It is a side view of the combine in 1st Embodiment. It is a top view of a combine. It is a skeleton figure of a power transmission system. It is a skeleton figure inside a mission case. It is front explanatory drawing which shows the arrangement | positioning aspect of a steering box. It is a principal part enlarged front view of FIG. It is plane explanatory drawing which shows the arrangement | positioning aspect of a steering box. It is a principal part enlarged plan view of FIG. It is explanatory drawing which shows a mechanical interlocking mechanism typically. It is a top view of a steering box. It is a XI-XI view side view of FIG. It is XII-XII view side surface sectional drawing of FIG. FIG. 13 is a plan sectional view taken along line XIII-XIII in FIGS. 11 and 12. It is a XIV-XIV view plane sectional view of Drawing 11 and Drawing 12. FIG. 13 is a plan sectional view taken along line XV-XV in FIGS. 11 and 12. FIG. 13 is a side sectional view taken along line XVI-XVI in FIGS. 11 and 12. FIG. 14 is a side sectional view taken along line XVII-XVII in FIGS. 10 and 13. FIG. 17 is an enlarged view of a main part of the straight link and the slider member of FIG. 16. It is a principal part enlarged view of the turning link and slider member of FIG. It is principal part expansion explanatory drawing which shows the circular cam with which the slider member was fitted to the cam groove.
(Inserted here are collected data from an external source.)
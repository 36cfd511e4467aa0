use std::future::Future;
use std::sync::Arc;

use crate::concurrency::queue::QueueTx;
use crate::concurrency::scope::TaskScope;
use crate::concurrency::shutdown::ShutdownRx;
use crate::error::CdcResult;

/// Turns an external feed into records on the ingestion queue.
///
/// A source owns its connection and is the only stage observing the shutdown signal. Once it
/// stops, every clone of the ingestion sender it was given must be dropped so the queue closes.
pub trait Source: Send + Sync + 'static {
    /// Returns the kind of the source, used in logs and metrics.
    fn name(&self) -> &'static str;

    /// Connects to the feed. Called once during pipeline startup, before any queue exists.
    fn connect(&self) -> impl Future<Output = CdcResult<()>> + Send;

    /// Spawns the tasks producing records into `ingestion` until shutdown is signalled.
    fn start(
        self: Arc<Self>,
        ingestion: QueueTx,
        shutdown_rx: ShutdownRx,
        scope: &mut TaskScope,
    ) -> impl Future<Output = CdcResult<()>> + Send;

    /// Closes the connection. Called after every sink was shut down.
    fn close(&self) -> impl Future<Output = CdcResult<()>> + Send {
        async { Ok(()) }
    }
}
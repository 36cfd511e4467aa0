use cdc::types::Record;
use chrono::{DateTime, Utc};
use rand::Rng;

/// Produces plausible battery readings for a fixed fleet of vehicles.
#[derive(Debug)]
pub struct ReadingGenerator<R> {
    rng: R,
    devices: usize,
    next_device: usize,
}

impl<R: Rng> ReadingGenerator<R> {
    pub fn new(rng: R, devices: usize) -> Self {
        Self {
            rng,
            devices: devices.max(1),
            next_device: 0,
        }
    }

    /// Returns a reading for the next vehicle, cycling through the fleet.
    pub fn next_reading(&mut self, entry_time: DateTime<Utc>) -> Record {
        let device = self.next_device;
        self.next_device = (self.next_device + 1) % self.devices;

        let voltage = self.rng.gen_range(44.0f32..52.0);
        let current = self.rng.gen_range(0.0f32..10.0);

        Record {
            id: vehicle_id(device),
            entry_time,
            voltage,
            current,
            capacity: self.rng.gen_range(0.0f32..100.0),
            power: (voltage * current).round() as i32,
            temperature: self.rng.gen_range(15.0f32..45.0),
            soc: self.rng.gen_range(0..=100),
            internal_resistance: self.rng.gen_range(0.1f32..0.5),
        }
    }
}

pub fn vehicle_id(device: usize) -> String {
    format!("vehicle-{device:04}")
}
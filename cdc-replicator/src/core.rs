use std::sync::Arc;

use cdc::error::CdcResult;
use cdc::pipeline::Pipeline;
use cdc::sink::alert::ThresholdAlertSink;
use cdc::sink::postgres::PostgresSink;
use cdc::sink::{BoxedSink, SinkSpec};
use cdc::source::broker::PgBroker;
use cdc::source::change_log::PgChangeLog;
use cdc::source::{PollSource, PushSource, Source};
use cdc_config::shared::{
    PgConnectionConfig, PipelineConfig, ReplicatorConfig, SinkConfig, SinkKind, SourceConfig,
};
use metrics_exporter_prometheus::PrometheusHandle;
use tracing::{debug, error, info};

use crate::error::ReplicatorResult;
use crate::health::start_health_server;
use crate::signal::TerminationSignals;

/// Runs the replicator until a termination signal arrives or the pipeline fails.
///
/// The health server runs next to the pipeline and is stopped once the pipeline has stopped.
pub async fn start_replicator_with_config(
    replicator_config: ReplicatorConfig,
    metrics_handle: Option<PrometheusHandle>,
) -> ReplicatorResult<()> {
    info!("starting replicator service");

    log_config(&replicator_config);

    let signals = TerminationSignals::register()?;
    let server = start_health_server(replicator_config.health.port, metrics_handle)?;
    let server_handle = server.handle();

    let run_pipeline = async move {
        let result = run_pipeline_with_config(replicator_config, signals).await;
        server_handle.stop(true).await;
        result
    };

    let (pipeline_result, server_result) = tokio::join!(run_pipeline, server);
    if let Err(err) = server_result {
        error!(error = %err, "health server failed");
    }
    pipeline_result?;

    info!("replicator service completed");

    Ok(())
}

/// Builds the configured source and runs the pipeline with it.
///
/// Each source kind is matched separately since the pipeline is generic over its source.
async fn run_pipeline_with_config(
    replicator_config: ReplicatorConfig,
    signals: TerminationSignals,
) -> CdcResult<()> {
    let sinks = build_sinks(&replicator_config.sinks);
    let pipeline_config = replicator_config.pipeline;

    match replicator_config.source {
        SourceConfig::Broker {
            connection,
            topic,
            workers,
        } => {
            let source = PushSource::new(PgBroker::new(connection), topic, workers);
            let pipeline = Pipeline::new(pipeline_config, source, sinks);
            start_pipeline(pipeline, signals).await
        }
        SourceConfig::ChangeLog {
            connection,
            table,
            poll,
        } => {
            let source = PollSource::new(PgChangeLog::new(connection, table), poll);
            let pipeline = Pipeline::new(pipeline_config, source, sinks);
            start_pipeline(pipeline, signals).await
        }
    }
}

fn build_sinks(configs: &[SinkConfig]) -> Vec<SinkSpec> {
    configs
        .iter()
        .map(|config| {
            let sink = build_sink(&config.kind);
            let dead_letter = config.dead_letter.as_ref().map(build_sink);

            SinkSpec::from_config(config, sink, dead_letter)
        })
        .collect()
}

fn build_sink(kind: &SinkKind) -> BoxedSink {
    match kind {
        SinkKind::Postgres { connection, table } => {
            Arc::new(PostgresSink::new(connection.clone(), table))
        }
        SinkKind::Alert {
            low_capacity_threshold,
        } => Arc::new(ThresholdAlertSink::new(*low_capacity_threshold)),
    }
}

/// Starts a pipeline and shuts it down on the first termination signal.
///
/// Records already admitted are drained to the sinks before this returns.
#[tracing::instrument(skip_all, fields(source = pipeline.source().name()))]
async fn start_pipeline<S: Source>(
    mut pipeline: Pipeline<S>,
    mut signals: TerminationSignals,
) -> CdcResult<()> {
    pipeline.start().await?;

    let shutdown_tx = pipeline.shutdown_tx();
    let shutdown_handle = tokio::spawn(async move {
        let signal = signals.recv().await;
        info!(signal, "termination signal received, shutting down pipeline");

        shutdown_tx.shutdown();
    });

    let result = pipeline.wait().await;

    // The pipeline may have stopped on its own, in which case no signal will ever arrive.
    shutdown_handle.abort();
    let _ = shutdown_handle.await;

    result
}

fn log_config(config: &ReplicatorConfig) {
    log_source_config(&config.source);
    log_pipeline_config(&config.pipeline);
    for sink in &config.sinks {
        log_sink_config(sink);
    }
    debug!(
        health_port = config.health.port,
        metrics_port = config.metrics.port,
        "service config"
    );
}

fn log_source_config(config: &SourceConfig) {
    match config {
        SourceConfig::Broker {
            connection,
            topic,
            workers,
        } => {
            debug!(topic, workers, "using broker source config");
            log_pg_connection_config("broker", connection);
        }
        SourceConfig::ChangeLog {
            connection,
            table,
            poll,
        } => {
            debug!(
                table,
                batch_size = poll.batch_size,
                confidence_window_ms = poll.confidence_window_ms,
                non_empty_delay_ms = poll.non_empty_delay_ms,
                empty_delay_ms = poll.empty_delay_ms,
                failure_delay_ms = poll.failure_delay_ms,
                lookback_ms = poll.lookback_ms,
                "using change log source config"
            );
            log_pg_connection_config("change_log", connection);
        }
    }
}

fn log_pipeline_config(config: &PipelineConfig) {
    debug!(
        ingestion_capacity = config.ingestion_queue.capacity,
        admission = ?config.ingestion_queue.admission,
        fanout = ?config.fanout,
        "pipeline config"
    );
}

fn log_sink_config(config: &SinkConfig) {
    debug!(
        sink = config.name,
        kind = sink_kind_name(&config.kind),
        queue_capacity = config.queue_capacity,
        workers = config.workers,
        max_attempts = config.retry.max_attempts,
        write_timeout_ms = config.write_timeout_ms,
        dead_letter = config.dead_letter.as_ref().map(sink_kind_name),
        "sink config"
    );

    if let SinkKind::Postgres { connection, .. } = &config.kind {
        log_pg_connection_config(&config.name, connection);
    }
}

fn sink_kind_name(kind: &SinkKind) -> &'static str {
    match kind {
        SinkKind::Postgres { .. } => "postgres",
        SinkKind::Alert { .. } => "alert",
    }
}

fn log_pg_connection_config(owner: &str, config: &PgConnectionConfig) {
    debug!(
        owner,
        host = config.host,
        port = config.port,
        dbname = config.name,
        username = config.username,
        tls_enabled = config.tls.enabled,
        max_connections = config.max_connections,
        "postgres connection config",
    );
}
It is principal part expansion explanatory drawing explanatory drawing of the circular cam which shows the cam groove of 2nd Embodiment.

Explanation of symbols

1 traveling machine body 2 traveling crawler (traveling section)
10 Steering handle (turning tool)
13 Main gear shift lever (shift gear)
17 Engine 53 HST mechanism for straight travel (straight travel device)
54 HST mechanism for turning (turning travel device)
121 Mechanical interlocking mechanism (output control mechanism)
122 Rotating input shaft 134 Circular cam (cam body)
134a Cam groove 166 Rotating slider member 166b Sphere 166c Ring body

Claims (4)

A traveling vehicle supported by the left and right traveling units, a turning traveling device that transmits the power of an engine mounted on the traveling vehicle body to the left and right traveling units, and a turning output of the turning traveling device to the left and right traveling units In a traveling vehicle comprising a turning operation tool to be controlled,
A turning input shaft that is rotated by the turning operation tool and a cam body that extends in a circumferential direction around the turning input shaft are provided, a cam groove that extends in the circumferential direction is formed in the cam body, and the turning input is performed. The cam groove is formed outwardly in the radial direction about the shaft, and the swing traveling device is configured to be controlled by a slider member slidably fitted in the cam groove. A traveling vehicle characterized in that an outer peripheral side width of the cam groove is formed larger than an inner peripheral side width of the cam groove.   The traveling vehicle according to claim 1, wherein a rolling element that is slidably fitted in the cam groove is rotatably supported on an outer peripheral side of the spherical portion of the slider member.   The rolling member is rotatably fitted on the spherical portion of the slider member, and the spherical portion of the slider member is pressed against the cam groove via the rolling member. The traveling vehicle described in 1. A straight traveling device that transmits engine power to the left and right traveling units, and a gear shifting operation tool for the straight traveling device, the operation of the gear shifting operation tool to the axis of the turning input shaft The traveling vehicle according to claim 1, wherein the cam body is configured to rotate around an orthogonal transmission axis.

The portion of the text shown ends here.